The European LeukemiaNet (ELN) recommendations for AML utilize biomarkers like cytogenetics and gene mutations to categorize patients into different risk groups, 2;3 acknowledging the complex interactions between these biomarkers. For instance, the presence of the t(9;11)(p21.3;q23.3) chromosomal abnormality, which classifies a patient at an intermediate risk level, is prioritized over other rare, concurrent adverse gene mutations like ASXL1 in risk assessment. Besides, patients with CEBPA gene mutations are considered favorable in ELN but will result in poor prognosis if they carry WT1 gene mutations simultaneously.4 Although previous studies have highlighted the benefits of accounting for the interactions between various biomarkers, they have not fully utilized the complexity of these relationships. Therefore, developing a more comprehensive model that can leverage multiple biomarkers simultaneously is necessary.
In medical machine learning (ML) models for risk stratification, clinician-initiated and non-clinician-initiated data play distinct roles. 5 Clinician-initiated data such as medical prescriptions, although helpful, might lead models to mimic existing clinical decisions and reduce the actual effect of risk stratification models, which aim to identify patients’ risk levels before clinical diagnosis. For instance, while the risk stratification model significantly outperforms the ELN model, it relies on data about whether to proceed with a transplant. 6 This data generation occurs after a doctor confirms risk, thus losing the original intent of the model to predict risk. Therefore, using non-clinician-initiated data is crucial for maintaining the integrity of risk stratification models. These data types, including patient-reported outcomes, vital signs monitored, and other health indicators, are gathered independently of clinical decisions. They provide a more unbiased basis for assessing patient risk. By incorporating this data, models can better fulfill their purpose of early risk identification rather than merely reflecting decisions already made by clinicians.

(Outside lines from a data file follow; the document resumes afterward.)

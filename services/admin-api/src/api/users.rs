//! Administrative user provisioning endpoints.
//!
//! # Purpose
//! Lets administrators pre-provision and manage users inside their own
//! organization, which is what strict login mode requires.
//!
//! # Key invariants
//! - Every operation is scoped by the caller's [`SessionVariables`]; users of
//!   other organizations are invisible and report `404`.
//! - Mutations consult the permission matrix for `user` resources.
//! - A caller can never grant a role whose actions exceed their own, and a
//!   partner caller can only assign the partner customer type.
//!
//! [`SessionVariables`]: atrium_authz::SessionVariables
use crate::api::error::{ApiError, api_forbidden, api_store_error, api_validation_error};
use crate::api::types::{UserCreateRequest, UserListResponse, UserPatchRequest};
use crate::app::AppState;
use crate::auth::session::Authorized;
use crate::model::{NewUser, User, UserAccessPatch};
use atrium_authz::{
    Action, AuthorizationContext, CanonicalRole, CustomerClass, ResourceKind, allowed_actions,
    can, normalize_role,
};
use axum::Json;
use axum::extract::{Path, State};
use axum::http::StatusCode;
use uuid::Uuid;

const INSUFFICIENT_ROLE: &str = "insufficient_role";

#[utoipa::path(
    get,
    path = "/v1/admin/users",
    tag = "admin",
    responses(
        (status = 200, description = "Users of the caller's organization", body = UserListResponse),
        (status = 401, description = "Not authenticated", body = crate::api::types::ErrorResponse),
        (status = 403, description = "Insufficient role", body = crate::api::types::ErrorResponse)
    )
)]
pub async fn list_users(
    State(state): State<AppState>,
    Authorized(context): Authorized,
) -> Result<Json<UserListResponse>, ApiError> {
    require(&context, Action::Read)?;
    let items = state
        .store
        .list_users(&context.session_variables())
        .await
        .map_err(|err| api_store_error("failed to list users", err))?;
    Ok(Json(UserListResponse { items }))
}

#[utoipa::path(
    post,
    path = "/v1/admin/users",
    tag = "admin",
    request_body = UserCreateRequest,
    responses(
        (status = 201, description = "User created", body = User),
        (status = 400, description = "Invalid request", body = crate::api::types::ErrorResponse),
        (status = 403, description = "Insufficient role", body = crate::api::types::ErrorResponse),
        (status = 404, description = "Caller's organization no longer exists", body = crate::api::types::ErrorResponse),
        (status = 409, description = "External subject already provisioned", body = crate::api::types::ErrorResponse)
    )
)]
pub async fn create_user(
    State(state): State<AppState>,
    Authorized(context): Authorized,
    Json(request): Json<UserCreateRequest>,
) -> Result<(StatusCode, Json<User>), ApiError> {
    require(&context, Action::Create)?;
    let external_subject_id = request.external_subject_id.trim();
    if external_subject_id.is_empty() {
        return Err(api_validation_error("external_subject_id must not be empty"));
    }
    let role = parse_role(&request.role)?;
    ensure_can_grant(&context, role)?;
    let customer_type = match request.customer_type.as_deref() {
        Some(value) => parse_customer_type(value)?,
        None => context.customer_type,
    };
    ensure_can_assign(&context, customer_type)?;

    let user = state
        .store
        .create_user(
            &context.session_variables(),
            NewUser {
                external_subject_id: external_subject_id.to_string(),
                email: request
                    .email
                    .map(|email| email.trim().to_string())
                    .filter(|email| !email.is_empty()),
                role,
                customer_type,
            },
        )
        .await
        .map_err(|err| api_store_error("failed to create user", err))?;
    tracing::info!(
        user_id = %user.id,
        organization_id = %context.organization_id,
        created_by = %context.user_id,
        role = %user.role,
        "user provisioned"
    );
    Ok((StatusCode::CREATED, Json(user)))
}

#[utoipa::path(
    patch,
    path = "/v1/admin/users/{user_id}",
    tag = "admin",
    params(("user_id" = String, Path, description = "User identifier")),
    request_body = UserPatchRequest,
    responses(
        (status = 200, description = "User updated", body = User),
        (status = 400, description = "Invalid request", body = crate::api::types::ErrorResponse),
        (status = 403, description = "Insufficient role", body = crate::api::types::ErrorResponse),
        (status = 404, description = "User not found in the caller's organization", body = crate::api::types::ErrorResponse)
    )
)]
pub async fn update_user(
    State(state): State<AppState>,
    Authorized(context): Authorized,
    Path(user_id): Path<String>,
    Json(request): Json<UserPatchRequest>,
) -> Result<Json<User>, ApiError> {
    require(&context, Action::Update)?;
    let user_id =
        Uuid::parse_str(&user_id).map_err(|_| api_validation_error("user_id must be a uuid"))?;
    let role = request.role.as_deref().map(parse_role).transpose()?;
    if let Some(role) = role {
        ensure_can_grant(&context, role)?;
    }
    let customer_type = request
        .customer_type
        .as_deref()
        .map(parse_customer_type)
        .transpose()?;
    if let Some(customer_type) = customer_type {
        ensure_can_assign(&context, customer_type)?;
    }

    let user = state
        .store
        .update_user_access(
            &context.session_variables(),
            user_id,
            UserAccessPatch {
                role,
                customer_type,
                is_active: request.is_active,
            },
        )
        .await
        .map_err(|err| api_store_error("failed to update user", err))?;
    tracing::info!(
        user_id = %user.id,
        updated_by = %context.user_id,
        role = %user.role,
        is_active = user.is_active,
        "user access updated"
    );
    Ok(Json(user))
}

fn require(context: &AuthorizationContext, action: Action) -> Result<(), ApiError> {
    if can(context.role, action, ResourceKind::User) {
        return Ok(());
    }
    tracing::warn!(
        user_id = %context.user_id,
        role = %context.role,
        action = action.as_str(),
        "admin action refused"
    );
    Err(api_forbidden(
        INSUFFICIENT_ROLE,
        "role does not permit this action on users",
    ))
}

fn ensure_can_grant(context: &AuthorizationContext, role: CanonicalRole) -> Result<(), ApiError> {
    let held = allowed_actions(context.role);
    if allowed_actions(role)
        .iter()
        .all(|action| held.contains(action))
    {
        return Ok(());
    }
    Err(api_forbidden(
        INSUFFICIENT_ROLE,
        "cannot grant a role wider than your own",
    ))
}

fn ensure_can_assign(
    context: &AuthorizationContext,
    customer_type: CustomerClass,
) -> Result<(), ApiError> {
    if context.customer_type == CustomerClass::Partner && customer_type != CustomerClass::Partner {
        return Err(api_forbidden(
            INSUFFICIENT_ROLE,
            "partners can only provision partner users",
        ));
    }
    Ok(())
}

/// Canonical names and the legacy `creator`/`contributor` aliases; anything
/// else is rejected rather than silently downgraded to `viewer`.
fn parse_role(value: &str) -> Result<CanonicalRole, ApiError> {
    match value.trim().to_ascii_lowercase().as_str() {
        "admin" | "approver" | "editor" | "viewer" | "creator" | "contributor" => {
            Ok(normalize_role(value))
        }
        _ => Err(api_validation_error(
            "role must be one of admin, approver, editor, viewer",
        )),
    }
}

fn parse_customer_type(value: &str) -> Result<CustomerClass, ApiError> {
    CustomerClass::parse(value).ok_or_else(|| {
        api_validation_error("customer_type must be one of staff, partner, enterprise")
    })
}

This study aims to enhance AML risk stratification at diagnosis by developing an ensemble machine learning model that combines predictions with the European LeukemiaNet (ELN) 2022 recom-mendations. 2;3 The model utilizes multiple non-clinician-initiated biomarkers, such as age, gender, hematologic data, karyotypes, and gene mutations, to accurately differentiate risk levels.
2. Methods
This study employed datasets from 1,213 patients from the National Taiwan University Hospital (NTUH) AML cohort and another from 2,113 patients from three UK-NCRI trials as an external cohort. 7;8;9;10 The NTUH cohort was filtered based on specific criteria and divided into training and validation sets to establish the proposed models. The models involved many well-known classification techniques. In addition, HyperOpt, 11 a Bayesian hyperparameter optimization, was used to select the optimal hyperparameters of each model. Finally, an ensemble (ML) model considers all classification techniques to predict risk. After integrating the classification techniques, we jointly consider the results by Ensemble (ML) and the results predicted by ELN 2022. Based on this, the study proposed clinical risk stratification recommendations (Ensemble (ML+ELN)).
2.1. Preprocessing the dataset for establishing models
The dataset for establishing models came from an acute myeloid leukemia cohort with 1,213 samples in NTUH, including age, gender, hematologic data, karyotypes, and gene mutations. After excluding those who did not get standard therapy and those who survived with follow-up time that did not surpass 36 months, the remaining 801 samples were separated into an 80% train set and 20% validation set for prediction and evaluation (Fig. 1). The exclusion is necessary as we can not confirm whether the short follow-up period leads to patients being labeled a poor risk. The labeling method of samples was defined by overall survival as follows (Table 1):
*Standard scaler is a normalization method in scikit-learn.13
Less than 12 months was labeled as an adverse risk.
Between 12 to 60 months was labeled as an intermediate risk.
More than 60 months was labeled as a favorable risk.
The 13 types of karyotypes on the ELN recommendations for initial diagnosis were selected as features. 2;3 In addition, age, gender, four types of hematological data, and 31 types of gene mutations were also included. A previous study showed that the preprocessing techniques employed have no significant effect when none of the features have more than 10% missing values. 12 The standard normalization was applied to age and hematological data. 13 The data preprocessing and feature selection are shown in Fig. 1.
2.2. Models
The study employed various machine learning models with unique strengths and learning the relationships between features and labels. 13 Logistic Regression estimates the logistic model’s parameters to predict the likelihood of an event by making its log odds a linear combination of independent variables. 14 It allows feature selection and adjustment of coefficients for unnecessary features using penalties like L1, L2, or Elastic-Net.
K-nearest Neighbors (KNN) is a simple, 15 instance-based learning model that computes the distance between a new observation and existing instances, using the ‘K’ closest instances for prediction. It’s adaptable to input changes and works well with multi-class cases and irregular decision boundaries.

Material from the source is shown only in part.